From all accounts, Dad had suffered a massive heart attack while trying to make contact with his estranged sister. The year was 1984, but I can still remember it like yesterday. I fell on the carpet and began to sob uncontrollably.

I was surprised by my reaction to the news of my father’s death. I had always figured that three score years and ten was a pretty good innings and 74 was the average age of death for men at that time.

 

In the back of my mind, I had been trying to prepare myself for that knock on the door. Even with Jordan Peterson’s words, I can guarantee that you are never ready for your father’s passing, no matter what you do.

You see your dad’s death will open up a whole host of emotions you never thought you had. As Brian Burnham says, ‘a loss like no other’.

My grieving continued over several months of incredible aloneness and a deep awareness of my own mortality. I had a very close relationship with my Dad.

I had been robbed of his presence in my early years because of my mother and father’s marriage problems, hence my current passion for helping men navigate the rocky waters of marriage through our work in the Dads4Kids.

I also vividly remember the last day that I spent with my Dad, only three days before he died.

We had travelled to Sydney together in the car and shared lunch together while working on a business deal. We had talked and shared our hearts with each other while driving, as only a father and son really can.

Looking back I was glad we had the day together because that was the last day I saw him alive.

Thankfully when the funeral came around a week later, I was somewhat on an even keel. I was able to encourage people at the funeral and offer solace to them.

I also wish I had read the below article before I lost my Dad. Then I would have been better prepared.

Even reading this great article by Brian Burnham called ‘Losing Dad: How a man Responds to the Death of His Father’, found on the Art of Manliness blog has been a tonic for my heart.

I believe it will be the same for you.

While growing up, our fathers, whether for good or ill, are our earliest and strongest examples of manliness. Even for those who grow up fatherless his influence is a major one, conspicuous for its absence. It is therefore only natural that the death of a man’s father is an event that holds incredible and often very painful significance. When I last wrote for the Art of Manliness, I spoke to the ways in which men grieve. It is not surprising that many of the men who responded to that article alluded to the loss of their father. While a man grieving the loss of his father will go through an experience similar to what was previously discussed, the fact that the deceased is the man’s father makes the experience unique. Many men who have lost their fathers describe it as a loss like no other. They report that the way they grieved their father was different from any other grief that they experienced and often felt that the only people who could readily understand were other men that had also lost their fathers. ((Veerman, D., & Barton, B. (2003). When Your Father Dies: How a Man Deals with the Loss of His Father. Nashville, TN: Thomas Nelson Publishing.)) I know that I certainly felt this way when my father passed in February 2009. It is that uniqueness, as well as the short and long term effects of losing a father, that I hope to address here.
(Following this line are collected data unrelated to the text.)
impl ClusterManager {
    /// Create the shared regions, spawn `pool_size` workers, and wait until
    /// every one of them reports `listening`.
    ///
    /// Fails when a slot exhausts its startup retries, a worker exits
    /// gracefully before listening, or `startup_timeout` elapses. Every
    /// spawned worker is killed on failure.
    #[instrument(skip_all, fields(pool_size = config.pool_size))]
    pub async fn start(config: ClusterConfig, launcher: WorkerLauncher) -> Result<Self> {
        config.validate()?;

        let state_dir = create_state_dir(&config)?;
        let counters = Arc::new(SharedCounterStore::create(
            &paths::counters_path(state_dir.path()),
            config.counter_capacity,
        )?);
        let latency = Arc::new(LatencyRingBuffer::create(
            &paths::latency_path(state_dir.path()),
            config.latency_capacity,
        )?);
        info!(
            state_dir = %state_dir.path().display(),
            transport = %config.transport,
            "Starting worker pool"
        );

        let (events, events_rx) = mpsc::unbounded_channel();
        let pool = Arc::new(Pool {
            gate: ReadinessGate::new(config.pool_size),
            config,
            launcher,
            state_dir,
            counters,
            latency,
            workers: Mutex::new(HashMap::new()),
            balancer: Arc::new(LoadBalancer::new()),
            startup_failures: Mutex::new(HashMap::new()),
            restarts: Mutex::new(HashMap::new()),
            pending_restarts: AtomicUsize::new(0),
            next_generation: AtomicU64::new(1),
            stopping: AtomicBool::new(false),
            events,
            status: watch::Sender::new(PoolStatus::default()),
        });

        let supervisor = tokio::spawn(supervise(pool.clone(), events_rx));
        let manager = Self {
            pool,
            supervisor,
            listener: None,
        };

        for id in 0..manager.pool.config.pool_size {
            manager.pool.spawn_worker(WorkerId(id));
        }
        manager.pool.publish_status();

        manager
            .pool
            .gate
            .wait(manager.pool.config.startup_timeout)
            .await?;
        info!(workers = manager.pool.config.pool_size, "All workers listening");
        Ok(manager)
    }

    /// Open the public listener and start accepting connections.
    pub async fn listen<A: ToSocketAddrs>(&mut self, addr: A) -> Result<SocketAddr> {
        let listener = TcpListener::bind(addr).await?;
        let local_addr = listener.local_addr()?;
        if let Some(previous) = self.listener.take() {
            previous.task.abort();
        }
        let task = tokio::spawn(accept_loop(listener, self.pool.balancer.clone()));
        info!(%local_addr, "Accepting connections");
        self.listener = Some(PublicListener { local_addr, task });
        Ok(local_addr)
    }

    /// Route one inbound connection to a worker and proxy it to completion.
    pub async fn handle_connection<I>(&self, inbound: I) -> Result<ProxyStats>
    where
        I: AsyncRead + AsyncWrite + Unpin,
    {
        route_connection(&self.pool.balancer, inbound).await
    }

    /// Address of the public listener, once `listen` has been called.
    pub fn local_addr(&self) -> Option<SocketAddr> {
        self.listener.as_ref().map(|l| l.local_addr)
    }

    pub fn status(&self) -> watch::Receiver<PoolStatus> {
        self.pool.status.subscribe()
    }

    pub fn config(&self) -> &ClusterConfig {
        &self.pool.config
    }

    pub fn balancer(&self) -> &LoadBalancer {
        &self.pool.balancer
    }

    pub fn counters(&self) -> &SharedCounterStore {
        &self.pool.counters
    }

    pub fn latency(&self) -> &LatencyRingBuffer {
        &self.pool.latency
    }

    /// Private directory holding the shared regions and worker sockets.
    pub fn state_dir(&self) -> &Path {
        self.pool.state_dir.path()
    }

    /// Running workers, ordered by id.
    pub fn workers(&self) -> Vec<WorkerInfo> {
        let mut infos: Vec<_> = self
            .pool
            .workers()
            .values()
            .map(|h| WorkerInfo {
                id: h.id(),
                generation: h.generation(),
                pid: h.pid(),
                state: h.state(),
                address: h.address().cloned(),
                uptime: h.started_at.elapsed(),
            })
            .collect();
        infos.sort_by_key(|info| info.id);
        infos
    }

    /// Resolves once no worker is running and none is waiting to restart.
    pub async fn closed(&self) -> ClusterError {
        let mut status = self.pool.status.subscribe();
        let _ = status
            .wait_for(|s| s.alive == 0 && s.pending_restarts == 0)
            .await;
        ClusterError::NoLiveWorkers
    }

    /// Shut the pool down.
    ///
    /// Sends `shutdown` to every worker and waits up to `shutdown_timeout`;
    /// stragglers get SIGTERM, then SIGKILL. The public listener closes last.
    #[instrument(skip_all)]
    pub async fn stop(mut self) -> Result<()> {
        self.pool.stopping.store(true, Ordering::SeqCst);

        let count = {
            let mut workers = self.pool.workers();
            for handle in workers.values_mut() {
                handle.state = WorkerState::Stopping;
                handle.send(ControlMessage::Shutdown);
            }
            workers.len()
        };
        info!(workers = count, "Stopping worker pool");

        let mut status = self.pool.status.subscribe();
        let all_exited = |s: &PoolStatus| s.alive == 0;
        if tokio::time::timeout(self.pool.config.shutdown_timeout, status.wait_for(all_exited))
            .await
            .is_err()
        {
            let stragglers = {
                let workers = self.pool.workers();
                workers.values().filter(|h| h.terminate()).count()
            };
            warn!(stragglers, "Workers did not exit in time; sent SIGTERM");

            if tokio::time::timeout(ESCALATION_GRACE, status.wait_for(all_exited))
                .await
                .is_err()
            {
                warn!("Killing remaining workers");
                for handle in self.pool.workers().values_mut() {
                    handle.kill();
                }
                let _ = tokio::time::timeout(ESCALATION_GRACE, status.wait_for(all_exited)).await;
            }
        }

        if let Some(listener) = self.listener.take() {
            listener.task.abort();
            let _ = listener.task.await;
        }
        info!("Worker pool stopped");
        Ok(())
    }
}
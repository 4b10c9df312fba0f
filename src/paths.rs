//! Path utilities for pool state.
//!
//! Each pool gets a private state directory holding the shared-memory region
//! files and, with the unix transport, the workers' sockets.

use std::path::{Path, PathBuf};

use crate::worker::WorkerId;

/// Shared counter store filename.
pub const COUNTERS_FILENAME: &str = "counters.shm";

/// Shared latency ring filename.
pub const LATENCY_FILENAME: &str = "latency.shm";

/// Prefix of per-pool state directories.
pub const STATE_DIR_PREFIX: &str = "tidepool-";

/// Get the base directory pool state directories are created in.
///
/// Prefers the user's runtime directory (`$XDG_RUNTIME_DIR` on Linux, which
/// is memory-backed and private), falling back to the system temp directory.
pub fn state_base_dir() -> PathBuf {
    dirs::runtime_dir().unwrap_or_else(std::env::temp_dir)
}

pub fn counters_path(state_dir: &Path) -> PathBuf {
    state_dir.join(COUNTERS_FILENAME)
}

pub fn latency_path(state_dir: &Path) -> PathBuf {
    state_dir.join(LATENCY_FILENAME)
}

/// Socket for one worker incarnation.
///
/// The generation keeps a replacement from racing its predecessor's cleanup.
pub fn worker_socket_path(state_dir: &Path, id: WorkerId, generation: u64) -> PathBuf {
    state_dir.join(format!("worker-{}-{}.sock", id, generation))
}
//! Worker subprocess spawning.
//!
//! A worker is the same executable started in hidden `worker` mode. Everything
//! it needs to join the pool travels in one JSON environment variable; the
//! control channel is the child's stdin/stdout and its stderr is inherited so
//! worker logs land next to the manager's.

use std::ffi::OsString;
use std::path::PathBuf;
use std::process::Stdio;
use std::time::Duration;

use serde::{Deserialize, Serialize};
use tokio::process::{Child, Command};

use super::WorkerId;
use crate::address::WorkerAddress;
use crate::error::{ClusterError, Result};

/// Environment variable carrying the JSON [`WorkerBootstrap`].
pub const BOOTSTRAP_ENV: &str = "TIDEPOOL_WORKER_BOOTSTRAP";

/// Everything a worker needs to join the pool.
#[derive(Debug, Clone, PartialEq, Eq, Serialize, Deserialize)]
pub struct WorkerBootstrap {
    pub worker_id: WorkerId,
    /// Incarnation number; unique across the pool's lifetime.
    pub generation: u64,
    pub pool_size: usize,
    /// Address to bind the private listener at.
    pub address: WorkerAddress,
    /// Shared counter store file.
    pub counters: PathBuf,
    /// Shared latency ring file.
    pub latency: PathBuf,
    /// Worker that owns the metrics aggregator.
    pub aggregator_id: WorkerId,
    pub aggregate_interval_ms: u64,
    pub notify_interval_ms: u64,
}

impl WorkerBootstrap {
    /// Read the bootstrap from [`BOOTSTRAP_ENV`].
    pub fn from_env() -> Result<Self> {
        let raw = std::env::var(BOOTSTRAP_ENV).map_err(|_| {
            ClusterError::Bootstrap(format!(
                "{} is not set; worker mode is started by `tidepool serve`",
                BOOTSTRAP_ENV
            ))
        })?;
        Self::from_json(&raw)
    }

    pub fn from_json(raw: &str) -> Result<Self> {
        serde_json::from_str(raw).map_err(|e| ClusterError::Bootstrap(e.to_string()))
    }

    pub fn to_json(&self) -> Result<String> {
        Ok(serde_json::to_string(self)?)
    }

    /// Whether this worker runs the metrics aggregator.
    pub fn is_aggregator(&self) -> bool {
        self.worker_id == self.aggregator_id
    }

    pub fn aggregate_interval(&self) -> Duration {
        Duration::from_millis(self.aggregate_interval_ms)
    }

    pub fn notify_interval(&self) -> Duration {
        Duration::from_millis(self.notify_interval_ms)
    }
}

/// How to start a worker process.
#[derive(Debug, Clone)]
pub struct WorkerLauncher {
    program: PathBuf,
    args: Vec<OsString>,
    envs: Vec<(OsString, OsString)>,
}

impl WorkerLauncher {
    /// Launch `program` with no arguments.
    pub fn new(program: impl Into<PathBuf>) -> Self {
        Self {
            program: program.into(),
            args: Vec::new(),
            envs: Vec::new(),
        }
    }

    /// Re-execute the running binary in worker mode.
    pub fn current_exe() -> Result<Self> {
        let exe = std::env::current_exe().map_err(|e| {
            ClusterError::Worker(format!("Failed to get current executable: {}", e))
        })?;
        Ok(Self::new(exe).arg("worker"))
    }

    pub fn arg(mut self, arg: impl Into<OsString>) -> Self {
        self.args.push(arg.into());
        self
    }

    pub fn env(mut self, key: impl Into<OsString>, value: impl Into<OsString>) -> Self {
        self.envs.push((key.into(), value.into()));
        self
    }

    pub fn program(&self) -> &PathBuf {
        &self.program
    }

    /// Start a worker with the given bootstrap.
    pub fn spawn(&self, bootstrap: &WorkerBootstrap) -> Result<Child> {
        let mut cmd = Command::new(&self.program);
        cmd.args(&self.args)
            .envs(self.envs.iter().map(|(k, v)| (k, v)))
            .env(BOOTSTRAP_ENV, bootstrap.to_json()?)
            .stdin(Stdio::piped())
            .stdout(Stdio::piped())
            .stderr(Stdio::inherit())
            .kill_on_drop(true);

        cmd.spawn().map_err(|e| ClusterError::Spawn {
            id: bootstrap.worker_id,
            message: format!("{}: {}", self.program.display(), e),
        })
    }
}

#[cfg(test)]
mod tests {
    use super::*;
    use tokio::io::AsyncReadExt;

    fn bootstrap() -> WorkerBootstrap {
        WorkerBootstrap {
            worker_id: WorkerId(1),
            generation: 4,
            pool_size: 3,
            address: WorkerAddress::loopback(),
            counters: PathBuf::from("/tmp/tp/counters.shm"),
            latency: PathBuf::from("/tmp/tp/latency.shm"),
            aggregator_id: WorkerId(0),
            aggregate_interval_ms: 1000,
            notify_interval_ms: 2000,
        }
    }

    #[test]
    fn test_bootstrap_json() {
        let b = bootstrap();
        let json = b.to_json().unwrap();
        assert!(json.starts_with(r#"{"worker_id":1,"generation":4"#));
        assert_eq!(WorkerBootstrap::from_json(&json).unwrap(), b);
        assert!(!b.is_aggregator());
        assert_eq!(b.notify_interval(), Duration::from_secs(2));
    }

    #[test]
    fn test_bad_bootstrap_is_reported() {
        let err = WorkerBootstrap::from_json("{}").unwrap_err();
        assert!(matches!(err, ClusterError::Bootstrap(_)));
    }

    #[tokio::test]
    async fn test_spawn_passes_bootstrap_in_env() {
        let launcher = WorkerLauncher::new("sh")
            .arg("-c")
            .arg("printf '%s|%s' \"$TIDEPOOL_WORKER_BOOTSTRAP\" \"$EXTRA\"")
            .env("EXTRA", "yes");
        let mut child = launcher.spawn(&bootstrap()).unwrap();

        let mut out = String::new();
        child
            .stdout
            .take()
            .unwrap()
            .read_to_string(&mut out)
            .await
            .unwrap();
        child.wait().await.unwrap();

        let (json, extra) = out.split_once('|').unwrap();
        assert_eq!(WorkerBootstrap::from_json(json).unwrap(), bootstrap());
        assert_eq!(extra, "yes");
    }

    #[test]
    fn test_spawn_missing_program() {
        let rt = tokio::runtime::Builder::new_current_thread()
            .enable_all()
            .build()
            .unwrap();
        let _guard = rt.enter();
        let err = WorkerLauncher::new("/nonexistent/tidepool-worker")
            .spawn(&bootstrap())
            .unwrap_err();
        assert!(matches!(err, ClusterError::Spawn { id: WorkerId(1), .. }));
    }
}
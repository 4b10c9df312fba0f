//! Error types for tidepool.

use std::path::PathBuf;

use thiserror::Error;

use crate::worker::WorkerId;

/// Main error type for tidepool.
#[derive(Error, Debug)]
pub enum ClusterError {
    #[error("IO error: {0}")]
    Io(#[from] std::io::Error),

    #[error("JSON error: {0}")]
    Json(#[from] serde_json::Error),

    #[error("Invalid configuration: {0}")]
    Config(String),

    #[error("Failed to spawn worker {id}: {message}")]
    Spawn { id: WorkerId, message: String },

    #[error("Worker {id} failed to become ready after {attempts} attempts: {reason}")]
    StartupFailed {
        id: WorkerId,
        attempts: u32,
        reason: String,
    },

    #[error("Timed out waiting for workers: {ready} of {expected} reported listening")]
    ReadinessTimeout { ready: usize, expected: usize },

    #[error("Worker error: {0}")]
    Worker(String),

    #[error("Invalid worker bootstrap: {0}")]
    Bootstrap(String),

    #[error("Failed to bind {address}: {source}")]
    Bind {
        address: String,
        #[source]
        source: std::io::Error,
    },

    #[error("No live workers remain in the pool")]
    NoLiveWorkers,

    #[error("Shared region {} is invalid: {reason}", .path.display())]
    InvalidRegion { path: PathBuf, reason: String },

    #[error("Counter store is full ({capacity} keys)")]
    StoreFull { capacity: usize },

    #[error("Invalid counter key '{0}'")]
    InvalidKey(String),

    #[error("Counter key '{key}' exceeds {max} bytes")]
    KeyTooLong { key: String, max: usize },

    #[error("Request to worker {target} timed out")]
    RequestTimeout { target: WorkerId },
}

/// Result type alias for tidepool operations.
pub type Result<T> = std::result::Result<T, ClusterError>;

#[cfg(test)]
mod tests {
    use super::*;
    use std::io;

    #[test]
    fn test_startup_failed_message() {
        let err = ClusterError::StartupFailed {
            id: WorkerId(2),
            attempts: 4,
            reason: "exited with code 3".to_string(),
        };
        let msg = err.to_string();
        assert!(msg.contains("Worker 2"));
        assert!(msg.contains("4 attempts"));
        assert!(msg.contains("code 3"));
    }

    #[test]
    fn test_readiness_timeout_message() {
        let err = ClusterError::ReadinessTimeout {
            ready: 1,
            expected: 3,
        };
        assert_eq!(
            err.to_string(),
            "Timed out waiting for workers: 1 of 3 reported listening"
        );
    }

    #[test]
    fn test_key_too_long_message() {
        let err = ClusterError::KeyTooLong {
            key: "requests.x".to_string(),
            max: 104,
        };
        let msg = err.to_string();
        assert!(msg.contains("requests.x"));
        assert!(msg.contains("104"));
    }

    #[test]
    fn test_invalid_region_message() {
        let err = ClusterError::InvalidRegion {
            path: PathBuf::from("/tmp/counters.shm"),
            reason: "bad magic".to_string(),
        };
        let msg = err.to_string();
        assert!(msg.contains("/tmp/counters.shm"));
        assert!(msg.contains("bad magic"));
    }

    #[test]
    fn test_bind_message_names_address() {
        let err = ClusterError::Bind {
            address: "unix:/run/tp/worker-0-1.sock".to_string(),
            source: io::Error::new(io::ErrorKind::PermissionDenied, "denied"),
        };
        let msg = err.to_string();
        assert!(msg.starts_with("Failed to bind unix:/run/tp/worker-0-1.sock"));
        assert!(msg.contains("denied"));
    }

    #[test]
    fn test_io_error_conversion() {
        let io_err = io::Error::new(io::ErrorKind::AddrInUse, "address in use");
        let err: ClusterError = io_err.into();
        assert!(err.to_string().contains("address in use"));
    }

    #[test]
    fn test_json_error_conversion() {
        let json_err = serde_json::from_str::<serde_json::Value>("{ nope").unwrap_err();
        let err: ClusterError = json_err.into();
        assert!(err.to_string().contains("JSON"));
    }
}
In their book When Your Father Dies: How a Man Deals with the Loss of His Father, Dave Veerman and Bruce Barton interviewed sixty men from all walks of life who had lost their fathers. While each man’s story was unique, the authors identified and described the common themes that readily emerged from these accounts.

Read the full article here:

Lovework

Sometimes it is wise to prepare the heart to mourn. It says in Ecclesiastes that “better is the house of mourning than the house of pleasure”. As fathers, we need to know what we are about to face and place great store on our relationships with our loved ones.

If I can give you one piece of important advice it is that the greatest thing you can do, if your dad is still around, is to honour him while he is still alive because ‘you don’t know what you’ve got till it’s gone’.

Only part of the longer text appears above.